◆ What the exercise asks
Across the entries that follow, count each line holding "metadata" and state the total alone.

◆ Supplied data
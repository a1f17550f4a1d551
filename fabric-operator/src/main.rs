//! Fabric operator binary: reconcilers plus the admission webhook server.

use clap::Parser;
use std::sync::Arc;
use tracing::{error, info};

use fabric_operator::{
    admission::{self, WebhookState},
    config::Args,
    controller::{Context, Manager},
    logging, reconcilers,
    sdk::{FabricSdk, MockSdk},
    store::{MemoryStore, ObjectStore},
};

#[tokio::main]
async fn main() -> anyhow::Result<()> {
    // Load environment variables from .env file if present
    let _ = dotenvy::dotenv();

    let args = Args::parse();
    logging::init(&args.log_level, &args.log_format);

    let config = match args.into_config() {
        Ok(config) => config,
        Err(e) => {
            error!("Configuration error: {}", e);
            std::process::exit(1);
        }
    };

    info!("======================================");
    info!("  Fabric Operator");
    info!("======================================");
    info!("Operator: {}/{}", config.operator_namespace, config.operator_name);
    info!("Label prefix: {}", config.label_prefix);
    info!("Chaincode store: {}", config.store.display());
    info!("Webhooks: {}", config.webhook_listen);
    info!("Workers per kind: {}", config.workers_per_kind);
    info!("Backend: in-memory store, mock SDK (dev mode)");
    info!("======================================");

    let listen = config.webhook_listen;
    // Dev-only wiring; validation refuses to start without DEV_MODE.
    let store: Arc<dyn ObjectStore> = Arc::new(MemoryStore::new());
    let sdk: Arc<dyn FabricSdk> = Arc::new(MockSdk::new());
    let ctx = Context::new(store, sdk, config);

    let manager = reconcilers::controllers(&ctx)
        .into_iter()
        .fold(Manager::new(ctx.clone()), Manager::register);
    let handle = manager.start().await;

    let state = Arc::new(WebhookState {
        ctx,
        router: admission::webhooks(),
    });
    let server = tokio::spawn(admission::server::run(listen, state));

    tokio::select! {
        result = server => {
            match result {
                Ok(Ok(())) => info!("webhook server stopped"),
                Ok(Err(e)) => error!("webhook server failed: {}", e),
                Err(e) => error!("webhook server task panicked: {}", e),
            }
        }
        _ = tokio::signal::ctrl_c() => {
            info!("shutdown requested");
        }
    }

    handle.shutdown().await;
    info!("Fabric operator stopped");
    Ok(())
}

...

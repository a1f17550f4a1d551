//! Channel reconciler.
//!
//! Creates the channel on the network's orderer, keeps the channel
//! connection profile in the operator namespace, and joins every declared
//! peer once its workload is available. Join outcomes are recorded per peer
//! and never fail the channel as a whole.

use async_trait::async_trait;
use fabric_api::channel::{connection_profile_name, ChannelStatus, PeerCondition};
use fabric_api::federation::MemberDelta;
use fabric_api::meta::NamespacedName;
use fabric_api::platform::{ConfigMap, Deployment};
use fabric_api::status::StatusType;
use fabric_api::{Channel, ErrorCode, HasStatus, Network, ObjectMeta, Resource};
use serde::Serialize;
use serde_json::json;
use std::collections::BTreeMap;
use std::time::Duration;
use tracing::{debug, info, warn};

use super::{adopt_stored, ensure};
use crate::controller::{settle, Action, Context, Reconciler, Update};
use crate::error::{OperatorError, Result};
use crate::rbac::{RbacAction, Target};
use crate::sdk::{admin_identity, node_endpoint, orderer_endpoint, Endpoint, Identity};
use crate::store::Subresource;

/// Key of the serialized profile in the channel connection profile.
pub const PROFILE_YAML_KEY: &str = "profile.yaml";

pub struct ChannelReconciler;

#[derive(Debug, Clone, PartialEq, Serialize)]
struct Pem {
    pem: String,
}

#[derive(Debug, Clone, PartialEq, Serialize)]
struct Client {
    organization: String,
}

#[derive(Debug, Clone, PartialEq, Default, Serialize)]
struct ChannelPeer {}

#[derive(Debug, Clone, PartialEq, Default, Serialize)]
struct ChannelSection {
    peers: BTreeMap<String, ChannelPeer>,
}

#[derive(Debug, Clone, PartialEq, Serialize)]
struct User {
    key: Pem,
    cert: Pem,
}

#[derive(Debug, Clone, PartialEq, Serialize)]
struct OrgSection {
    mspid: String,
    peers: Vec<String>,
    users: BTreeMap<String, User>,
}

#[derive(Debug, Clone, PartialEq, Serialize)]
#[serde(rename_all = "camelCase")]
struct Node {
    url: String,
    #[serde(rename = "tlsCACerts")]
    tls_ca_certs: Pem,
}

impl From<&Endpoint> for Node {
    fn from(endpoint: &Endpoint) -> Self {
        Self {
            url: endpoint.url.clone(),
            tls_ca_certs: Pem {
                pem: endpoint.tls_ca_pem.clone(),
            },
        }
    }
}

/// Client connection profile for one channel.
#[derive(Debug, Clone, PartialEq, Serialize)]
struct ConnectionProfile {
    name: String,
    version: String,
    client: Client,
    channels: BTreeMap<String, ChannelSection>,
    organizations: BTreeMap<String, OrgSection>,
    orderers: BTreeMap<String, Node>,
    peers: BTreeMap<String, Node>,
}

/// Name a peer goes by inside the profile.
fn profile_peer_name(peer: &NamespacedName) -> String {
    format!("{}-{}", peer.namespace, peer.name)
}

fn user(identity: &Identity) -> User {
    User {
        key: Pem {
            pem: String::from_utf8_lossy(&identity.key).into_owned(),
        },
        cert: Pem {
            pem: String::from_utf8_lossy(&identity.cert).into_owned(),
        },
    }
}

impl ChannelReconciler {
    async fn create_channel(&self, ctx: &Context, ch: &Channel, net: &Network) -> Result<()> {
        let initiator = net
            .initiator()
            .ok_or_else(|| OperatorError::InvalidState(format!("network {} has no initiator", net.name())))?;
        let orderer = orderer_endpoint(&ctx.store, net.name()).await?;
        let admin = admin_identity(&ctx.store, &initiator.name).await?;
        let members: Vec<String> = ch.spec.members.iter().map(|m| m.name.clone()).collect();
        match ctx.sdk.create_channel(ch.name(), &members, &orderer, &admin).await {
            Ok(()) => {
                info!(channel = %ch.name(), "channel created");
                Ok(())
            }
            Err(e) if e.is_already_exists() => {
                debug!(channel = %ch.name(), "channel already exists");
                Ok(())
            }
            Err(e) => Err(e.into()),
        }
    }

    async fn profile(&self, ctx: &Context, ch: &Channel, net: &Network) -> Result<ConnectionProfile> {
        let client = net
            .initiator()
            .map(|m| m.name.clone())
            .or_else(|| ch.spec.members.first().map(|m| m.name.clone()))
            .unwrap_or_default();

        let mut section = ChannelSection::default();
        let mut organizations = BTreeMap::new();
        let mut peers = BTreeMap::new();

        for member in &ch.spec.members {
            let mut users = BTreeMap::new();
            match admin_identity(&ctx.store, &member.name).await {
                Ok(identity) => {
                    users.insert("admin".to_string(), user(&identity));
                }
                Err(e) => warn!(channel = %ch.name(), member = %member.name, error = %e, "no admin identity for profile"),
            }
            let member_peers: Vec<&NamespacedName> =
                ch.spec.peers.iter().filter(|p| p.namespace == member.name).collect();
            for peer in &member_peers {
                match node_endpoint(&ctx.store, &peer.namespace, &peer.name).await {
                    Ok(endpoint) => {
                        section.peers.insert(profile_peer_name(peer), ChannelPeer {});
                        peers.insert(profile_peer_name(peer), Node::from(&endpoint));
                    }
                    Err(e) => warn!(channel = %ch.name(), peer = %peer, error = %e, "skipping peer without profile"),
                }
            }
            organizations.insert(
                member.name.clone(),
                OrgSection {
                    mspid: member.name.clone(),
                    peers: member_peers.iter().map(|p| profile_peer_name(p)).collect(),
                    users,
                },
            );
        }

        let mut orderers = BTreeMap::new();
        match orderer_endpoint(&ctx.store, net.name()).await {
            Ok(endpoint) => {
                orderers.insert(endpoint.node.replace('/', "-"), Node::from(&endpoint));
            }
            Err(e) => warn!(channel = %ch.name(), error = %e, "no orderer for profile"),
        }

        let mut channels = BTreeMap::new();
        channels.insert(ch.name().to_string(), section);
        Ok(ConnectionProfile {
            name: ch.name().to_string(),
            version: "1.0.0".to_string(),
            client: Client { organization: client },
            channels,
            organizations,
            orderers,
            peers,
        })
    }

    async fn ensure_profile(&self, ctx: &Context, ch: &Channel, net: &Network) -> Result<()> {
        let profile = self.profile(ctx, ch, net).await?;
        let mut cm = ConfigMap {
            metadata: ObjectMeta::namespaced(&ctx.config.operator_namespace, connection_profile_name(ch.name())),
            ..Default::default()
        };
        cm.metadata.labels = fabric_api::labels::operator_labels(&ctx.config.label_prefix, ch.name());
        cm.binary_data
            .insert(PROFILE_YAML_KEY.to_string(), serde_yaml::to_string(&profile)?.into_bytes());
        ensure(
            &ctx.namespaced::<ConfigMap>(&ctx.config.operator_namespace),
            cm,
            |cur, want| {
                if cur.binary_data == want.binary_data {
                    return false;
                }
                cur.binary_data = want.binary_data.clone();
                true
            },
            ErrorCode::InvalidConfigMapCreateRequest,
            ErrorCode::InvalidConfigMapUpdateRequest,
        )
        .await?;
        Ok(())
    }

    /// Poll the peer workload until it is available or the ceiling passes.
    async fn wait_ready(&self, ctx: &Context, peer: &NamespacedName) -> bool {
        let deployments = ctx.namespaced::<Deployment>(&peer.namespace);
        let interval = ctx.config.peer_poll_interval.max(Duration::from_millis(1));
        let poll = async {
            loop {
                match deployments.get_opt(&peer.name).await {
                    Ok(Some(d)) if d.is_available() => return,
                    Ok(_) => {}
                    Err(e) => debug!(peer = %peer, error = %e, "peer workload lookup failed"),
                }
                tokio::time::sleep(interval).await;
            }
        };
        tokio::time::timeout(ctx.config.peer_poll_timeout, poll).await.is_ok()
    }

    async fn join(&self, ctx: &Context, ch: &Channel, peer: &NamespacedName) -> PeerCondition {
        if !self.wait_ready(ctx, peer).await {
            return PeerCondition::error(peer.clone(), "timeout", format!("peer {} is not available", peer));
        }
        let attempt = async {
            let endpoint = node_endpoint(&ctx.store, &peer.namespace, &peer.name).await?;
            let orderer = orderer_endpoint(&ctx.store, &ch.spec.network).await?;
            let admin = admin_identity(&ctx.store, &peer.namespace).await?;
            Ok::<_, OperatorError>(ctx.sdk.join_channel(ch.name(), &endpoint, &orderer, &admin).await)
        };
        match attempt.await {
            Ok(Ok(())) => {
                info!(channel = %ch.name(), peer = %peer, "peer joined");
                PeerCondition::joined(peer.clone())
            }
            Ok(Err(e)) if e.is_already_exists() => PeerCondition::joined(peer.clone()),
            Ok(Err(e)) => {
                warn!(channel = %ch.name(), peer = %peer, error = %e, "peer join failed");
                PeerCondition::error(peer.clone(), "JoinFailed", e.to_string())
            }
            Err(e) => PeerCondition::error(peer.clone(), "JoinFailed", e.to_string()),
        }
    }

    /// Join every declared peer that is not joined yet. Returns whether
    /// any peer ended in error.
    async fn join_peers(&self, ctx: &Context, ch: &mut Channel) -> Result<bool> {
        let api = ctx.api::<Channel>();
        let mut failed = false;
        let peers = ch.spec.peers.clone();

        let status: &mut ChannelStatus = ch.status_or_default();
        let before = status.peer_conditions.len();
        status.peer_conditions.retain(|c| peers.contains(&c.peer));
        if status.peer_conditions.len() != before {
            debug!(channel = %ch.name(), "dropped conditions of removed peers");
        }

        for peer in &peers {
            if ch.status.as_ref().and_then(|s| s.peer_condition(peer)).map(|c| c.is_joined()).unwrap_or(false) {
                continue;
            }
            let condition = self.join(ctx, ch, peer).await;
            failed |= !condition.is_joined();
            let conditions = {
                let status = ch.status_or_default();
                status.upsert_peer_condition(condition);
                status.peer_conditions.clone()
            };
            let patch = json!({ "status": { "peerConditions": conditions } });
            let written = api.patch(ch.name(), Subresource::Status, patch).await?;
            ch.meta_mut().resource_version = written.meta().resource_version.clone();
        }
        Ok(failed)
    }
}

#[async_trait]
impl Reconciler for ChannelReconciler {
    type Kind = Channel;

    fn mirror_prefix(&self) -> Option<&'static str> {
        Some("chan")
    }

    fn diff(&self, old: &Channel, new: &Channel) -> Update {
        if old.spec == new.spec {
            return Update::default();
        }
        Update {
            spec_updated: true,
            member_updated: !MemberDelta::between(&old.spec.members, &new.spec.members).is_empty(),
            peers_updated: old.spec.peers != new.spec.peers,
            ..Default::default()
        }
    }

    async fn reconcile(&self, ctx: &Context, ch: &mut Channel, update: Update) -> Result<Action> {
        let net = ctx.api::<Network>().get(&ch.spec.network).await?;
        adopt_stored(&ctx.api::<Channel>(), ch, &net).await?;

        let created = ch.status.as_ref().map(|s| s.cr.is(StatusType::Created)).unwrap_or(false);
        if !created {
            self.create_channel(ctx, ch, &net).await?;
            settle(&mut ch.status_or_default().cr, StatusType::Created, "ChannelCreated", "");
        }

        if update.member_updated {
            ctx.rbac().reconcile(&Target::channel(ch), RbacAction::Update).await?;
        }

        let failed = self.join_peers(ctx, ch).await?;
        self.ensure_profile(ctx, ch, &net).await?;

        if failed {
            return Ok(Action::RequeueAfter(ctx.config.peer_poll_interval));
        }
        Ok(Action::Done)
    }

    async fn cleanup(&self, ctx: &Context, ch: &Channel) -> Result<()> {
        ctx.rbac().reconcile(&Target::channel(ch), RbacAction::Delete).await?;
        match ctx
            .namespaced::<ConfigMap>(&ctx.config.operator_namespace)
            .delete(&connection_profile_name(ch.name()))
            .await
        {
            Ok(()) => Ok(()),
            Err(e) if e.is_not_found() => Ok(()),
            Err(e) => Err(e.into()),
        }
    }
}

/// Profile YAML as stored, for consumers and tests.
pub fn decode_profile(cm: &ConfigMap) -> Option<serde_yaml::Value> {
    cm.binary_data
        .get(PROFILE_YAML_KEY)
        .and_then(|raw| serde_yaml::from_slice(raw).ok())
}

◆ Reply to the task
2